München (dapd). Bei der Technik hat das iPad3 gegenüber Android-Geräte in vielerlei Hinsicht die Nase vorn. Beim Preis-Leistungsverhältnis sind sie jedoch eine echte Alternative, wie die Zeitschrift "PC-Welt" in ihrer aktuellen Ausgabe (Heft 06/2012) nach einem Vergleich des Apple-Tablets mit neun Android-Geräten berichtet. Das iPad3 punktete vor allem mit seinem hochauflösenden, scharfen, farbstarken und kontrastreichen Retina-Display. Zudem würden die flüssige Touch-Bedienung des Bildschirms, die Akku-Laufzeit und der große interne Speicher mit 64 GB nicht übertroffen, berichten die Tester.
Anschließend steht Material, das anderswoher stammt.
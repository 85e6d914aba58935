//! Undo/redo system using compressed snapshots
//!
//! This module provides a linear undo/redo history based on compressed
//! immutable snapshots of the sketch graph. Two stacks are kept: past
//! snapshots (oldest first) and future snapshots (nearest future last).
//!
//! Snapshots are serde_json documents compressed with zstd. A snapshot that
//! fails to decode is dropped and the walk continues with the next one.

use std::collections::VecDeque;

use crate::constants::history;
use crate::error::{Result, SketchError};
use crate::types::SketchGraph;

/// Undo/redo stacks of compressed snapshots
#[derive(Debug)]
pub struct UndoStack {
    /// Past graph states, oldest first (zstd)
    undo: VecDeque<Vec<u8>>,
    /// Future graph states; the top is the nearest future
    redo: Vec<Vec<u8>>,
    /// Maximum number of undo snapshots to keep
    max_snapshots: usize,
}

impl UndoStack {
    /// Create a new undo stack with the specified maximum size
    pub fn new(max_snapshots: usize) -> Self {
        Self {
            undo: VecDeque::new(),
            redo: Vec::new(),
            max_snapshots: max_snapshots.max(1), // At least 1 snapshot
        }
    }

    /// Record the graph as it was before a mutation
    ///
    /// Clears the redo stack: history is linear.
    pub fn record(&mut self, graph: &SketchGraph) -> Result<()> {
        let compressed = compress(graph)?;

        self.redo.clear();
        self.undo.push_back(compressed);

        // Trim old snapshots if over limit
        while self.undo.len() > self.max_snapshots {
            self.undo.pop_front();
        }

        Ok(())
    }

    /// Undo: swap `current` for the most recent past snapshot
    ///
    /// Returns the restored graph, or None if there is nothing to undo.
    /// Undecodable snapshots are discarded; if none of the remaining past
    /// snapshots decodes, the last decode error is returned.
    pub fn undo(&mut self, current: &SketchGraph) -> Option<Result<SketchGraph>> {
        let current = match compress(current) {
            Ok(bytes) => bytes,
            Err(e) => return Some(Err(e)),
        };
        let mut failure = None;
        while let Some(top) = self.undo.pop_back() {
            match decompress(&top) {
                Ok(restored) => {
                    self.redo.push(current);
                    return Some(Ok(restored));
                }
                Err(e) => {
                    log::warn!("Dropping undecodable undo snapshot: {}", e);
                    failure = Some(e);
                }
            }
        }
        failure.map(Err)
    }

    /// Redo: swap `current` for the nearest future snapshot
    ///
    /// Returns the restored graph, or None if there is nothing to redo.
    /// Undecodable snapshots are discarded the same way as for undo.
    pub fn redo(&mut self, current: &SketchGraph) -> Option<Result<SketchGraph>> {
        let current = match compress(current) {
            Ok(bytes) => bytes,
            Err(e) => return Some(Err(e)),
        };
        let mut failure = None;
        while let Some(top) = self.redo.pop() {
            match decompress(&top) {
                Ok(restored) => {
                    self.undo.push_back(current);
                    while self.undo.len() > self.max_snapshots {
                        self.undo.pop_front();
                    }
                    return Some(Ok(restored));
                }
                Err(e) => {
                    log::warn!("Dropping undecodable redo snapshot: {}", e);
                    failure = Some(e);
                }
            }
        }
        failure.map(Err)
    }

    /// Check if undo is available
    pub fn can_undo(&self) -> bool {
        !self.undo.is_empty()
    }

    /// Check if redo is available
    pub fn can_redo(&self) -> bool {
        !self.redo.is_empty()
    }

    /// Number of past snapshots
    pub fn undo_len(&self) -> usize {
        self.undo.len()
    }

    /// Number of future snapshots
    pub fn redo_len(&self) -> usize {
        self.redo.len()
    }

    /// Check if both stacks are empty
    pub fn is_empty(&self) -> bool {
        self.undo.is_empty() && self.redo.is_empty()
    }

    /// Clear all snapshots
    pub fn clear(&mut self) {
        self.undo.clear();
        self.redo.clear();
    }

    /// Get the total compressed size of all snapshots
    pub fn compressed_size(&self) -> usize {
        self.undo.iter().chain(self.redo.iter()).map(|s| s.len()).sum()
    }
}

impl Default for UndoStack {
    fn default() -> Self {
        Self::new(history::MAX_SNAPSHOTS)
    }
}

fn compress(graph: &SketchGraph) -> Result<Vec<u8>> {
    let json = serde_json::to_vec(graph)?;
    zstd::encode_all(&json[..], history::COMPRESSION_LEVEL)
        .map_err(|e| SketchError::Compression(e.to_string()))
}

fn decompress(compressed: &[u8]) -> Result<SketchGraph> {
    let json = zstd::decode_all(compressed).map_err(|e| SketchError::Compression(e.to_string()))?;
    let graph: SketchGraph = serde_json::from_slice(&json)?;
    Ok(graph)
}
Allerdings bietet das iPad kaum Anschluss-Möglichkeiten für externe Geräte, kann nur wenige Video-Formate abspielen und ist mit 800 Euro auch das teuerste Tablet.
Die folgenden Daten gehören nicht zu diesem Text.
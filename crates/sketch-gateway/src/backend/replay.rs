//! Replay backend
//!
//! Answers every prompt with a recorded payload. Used for offline runs
//! (`sketchbook generate --replay FILE`) and in tests.

use async_trait::async_trait;

use super::{BackendError, GenerationBackend};

/// Backend that returns a fixed payload
#[derive(Debug, Clone)]
pub struct ReplayBackend {
    payload: String,
}

impl ReplayBackend {
    pub fn new(payload: impl Into<String>) -> Self {
        Self {
            payload: payload.into(),
        }
    }

    /// Load the payload from a file
    pub async fn from_file(path: impl AsRef<std::path::Path>) -> Result<Self, BackendError> {
        let path = path.as_ref();
        let payload = tokio::fs::read_to_string(path).await.map_err(|e| {
            BackendError::Config(format!("Failed to read {}: {}", path.display(), e))
        })?;
        Ok(Self::new(payload))
    }
}

#[async_trait]
impl GenerationBackend for ReplayBackend {
    fn name(&self) -> &'static str {
        "Replay"
    }

    async fn generate(&self, prompt: &str) -> Result<String, BackendError> {
        log::debug!("Replaying recorded sketch for prompt '{}'", prompt);
        Ok(self.payload.clone())
    }
}
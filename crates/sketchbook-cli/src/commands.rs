//! Subcommand implementations

use std::path::Path;
use std::sync::Arc;

use sketch_engine::validation::sanitize;
use sketch_engine::{SketchGraph, SketchSession, WorkflowDocument, WorkflowExporter};
use sketch_gateway::{
    DeployClient, GatewayConfig, GatewayError, GeminiBackend, GenerationBackend, ReplayBackend,
    SharedSession, SketchGateway,
};

#[derive(Debug, thiserror::Error)]
pub enum CliError {
    #[error(transparent)]
    Gateway(#[from] GatewayError),

    #[error("Engine error: {0}")]
    Engine(#[from] sketch_engine::SketchError),

    #[error("Failed to read {path}: {source}")]
    Read {
        path: String,
        source: std::io::Error,
    },

    #[error("Invalid sketch file: {0}")]
    Parse(#[from] serde_json::Error),

    #[error("Deployment failed: {0}")]
    Deploy(String),
}

pub type Result<T> = std::result::Result<T, CliError>;

pub async fn generate(prompt: &str, replay: Option<&Path>, deploy: bool, pretty: bool) -> Result<()> {
    let config = GatewayConfig::from_env();
    let backend: Box<dyn GenerationBackend> = match replay {
        Some(path) => Box::new(
            ReplayBackend::from_file(path)
                .await
                .map_err(GatewayError::from)?,
        ),
        None => Box::new(GeminiBackend::new(config.generation.clone()).map_err(GatewayError::from)?),
    };
    let gateway = SketchGateway::new(backend);
    log::debug!("Using the {} generation backend", gateway.backend_name());

    let session: SharedSession = Arc::new(parking_lot::Mutex::new(SketchSession::with_demo()));
    let explanation = gateway.generate_into(&session, prompt).await?;
    log::info!("{}", explanation);

    let document = session.lock().export(&WorkflowExporter::default());
    print_document(&document, pretty)?;

    if deploy {
        deploy_document(&config, &document).await?;
    }
    Ok(())
}

pub async fn export(input: Option<&Path>, pretty: bool) -> Result<()> {
    let graph = load_graph(input).await?;
    print_document(&WorkflowExporter::default().export(&graph), pretty)
}

pub async fn deploy(input: Option<&Path>) -> Result<()> {
    let graph = load_graph(input).await?;
    let document = WorkflowExporter::default().export(&graph);
    deploy_document(&GatewayConfig::from_env(), &document).await
}

/// Read a sketch file, or fall back to the demo sketch
///
/// Files are repaired the same way generated sketches are.
pub async fn load_graph(input: Option<&Path>) -> Result<SketchGraph> {
    let Some(path) = input else {
        return Ok(SketchGraph::demo());
    };
    let text = tokio::fs::read_to_string(path)
        .await
        .map_err(|source| CliError::Read {
            path: path.display().to_string(),
            source,
        })?;
    let report = sanitize(serde_json::from_str(&text)?);
    if !report.is_clean() {
        log::warn!(
            "Dropped {} node(s) and {} edge(s) from {}",
            report.dropped_nodes.len(),
            report.dropped_edges.len(),
            path.display()
        );
    }
    Ok(report.graph)
}

fn print_document(document: &WorkflowDocument, pretty: bool) -> Result<()> {
    let json = if pretty {
        document.to_json_pretty()?
    } else {
        document.to_json()?
    };
    println!("{}", json);
    Ok(())
}

async fn deploy_document(config: &GatewayConfig, document: &WorkflowDocument) -> Result<()> {
    let client = DeployClient::new(config.deploy.clone())?;
    let status = client.deploy_status(document).await;
    if status.ok {
        log::info!("{}", status.message);
        Ok(())
    } else {
        Err(CliError::Deploy(status.message))
    }
}
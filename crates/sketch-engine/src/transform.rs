//! Pan and zoom transform between canvas space and screen space
//!
//! `screen = canvas * scale + (x, y)`. Node positions are always stored in
//! canvas space; the transform only changes how they are viewed.

use serde::{Deserialize, Serialize};

use crate::constants::zoom;
use crate::types::Point;

/// Affine map from canvas (logical) space to screen space
#[derive(Debug, Clone, Copy, PartialEq, Serialize, Deserialize)]
pub struct CanvasTransform {
    pub x: f64,
    pub y: f64,
    /// Zoom factor (1.0 = 100%, clamped to 0.1..10.0)
    pub scale: f64,
}

impl Default for CanvasTransform {
    fn default() -> Self {
        Self::IDENTITY
    }
}

impl CanvasTransform {
    pub const IDENTITY: CanvasTransform = CanvasTransform {
        x: 0.0,
        y: 0.0,
        scale: 1.0,
    };

    /// Build a transform; non-finite components fall back to the identity's
    pub fn new(x: f64, y: f64, scale: f64) -> Self {
        Self {
            x: if x.is_finite() { x } else { Self::IDENTITY.x },
            y: if y.is_finite() { y } else { Self::IDENTITY.y },
            scale: clamp_scale(scale).unwrap_or(Self::IDENTITY.scale),
        }
    }

    /// Every component is finite and the scale is within the zoom clamp
    pub fn is_valid(&self) -> bool {
        self.x.is_finite()
            && self.y.is_finite()
            && (zoom::MIN_SCALE..=zoom::MAX_SCALE).contains(&self.scale)
    }

    /// The translation component
    pub fn offset(&self) -> Point {
        Point::new(self.x, self.y)
    }

    /// Map a screen point into canvas space
    pub fn to_canvas(&self, screen: Point) -> Point {
        Point::new((screen.x - self.x) / self.scale, (screen.y - self.y) / self.scale)
    }

    /// Map a canvas point onto the screen
    pub fn to_screen(&self, canvas: Point) -> Point {
        Point::new(canvas.x * self.scale + self.x, canvas.y * self.scale + self.y)
    }

    /// Same scale, new translation; a non-finite offset is ignored
    pub fn with_offset(&self, offset: Point) -> Self {
        if !offset.is_finite() {
            return *self;
        }
        Self {
            x: offset.x,
            y: offset.y,
            scale: self.scale,
        }
    }

    /// Zoom by `factor`, keeping `screen` fixed under the cursor
    ///
    /// A non-finite or non-positive factor leaves the transform unchanged.
    pub fn zoom_about(&self, screen: Point, factor: f64) -> Self {
        if !screen.is_finite() || !(factor.is_finite() && factor > 0.0) {
            return *self;
        }
        let Some(scale) = clamp_scale(self.scale * factor) else {
            return *self;
        };
        let ratio = scale / self.scale;
        Self {
            x: screen.x - (screen.x - self.x) * ratio,
            y: screen.y - (screen.y - self.y) * ratio,
            scale,
        }
    }
}

fn clamp_scale(scale: f64) -> Option<f64> {
    if scale.is_nan() {
        return None;
    }
    Some(scale.clamp(zoom::MIN_SCALE, zoom::MAX_SCALE))
}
Bei der Bildschirm-Qualität könne das Sony Tablet P immerhin annähernd mithalten, berichtet "PC-Welt". Bei der Helligkeit und beim Kontrast haben auch andere Android-Geräte aufgeholt. Zudem seien sie oft deutlich schmaler und leichter als das iPad3. Und sie bieten in der Regel mehr Anschlussmöglichkeiten, etwa über (Micro-)USB oder Micro-HDMI. Android-Tablets könnten auch mehr Datei-Formate ohne Umwandlung nutzen, was bei der Musik- oder Film-Wiedergabe vorteilhaft ist.
Während das iPad3 insgesamt klar als Testsieger hervorging, wurde das Iconia Tab A200 von Acer der "PC-Welt-Preis-Leistungs-Sieger". Es kostet rund 350 Euro und konnte vor allem mit der Kombination des Betriebssystems Android 4.0 sowie der eigenen Bedienoberfläche "Acer Ring" überzeugen. Dadurch sei ein schneller Zugriff auf Apps und Browser-Lesezeichen möglich. Minuspunkte bekam das Modell, weil ihm eine Kamera, ein 3G-Modem sowie eine HDMI-Schnittstelle fehlen und das Display verglichen mit der Konkurrenz recht dunkel ist.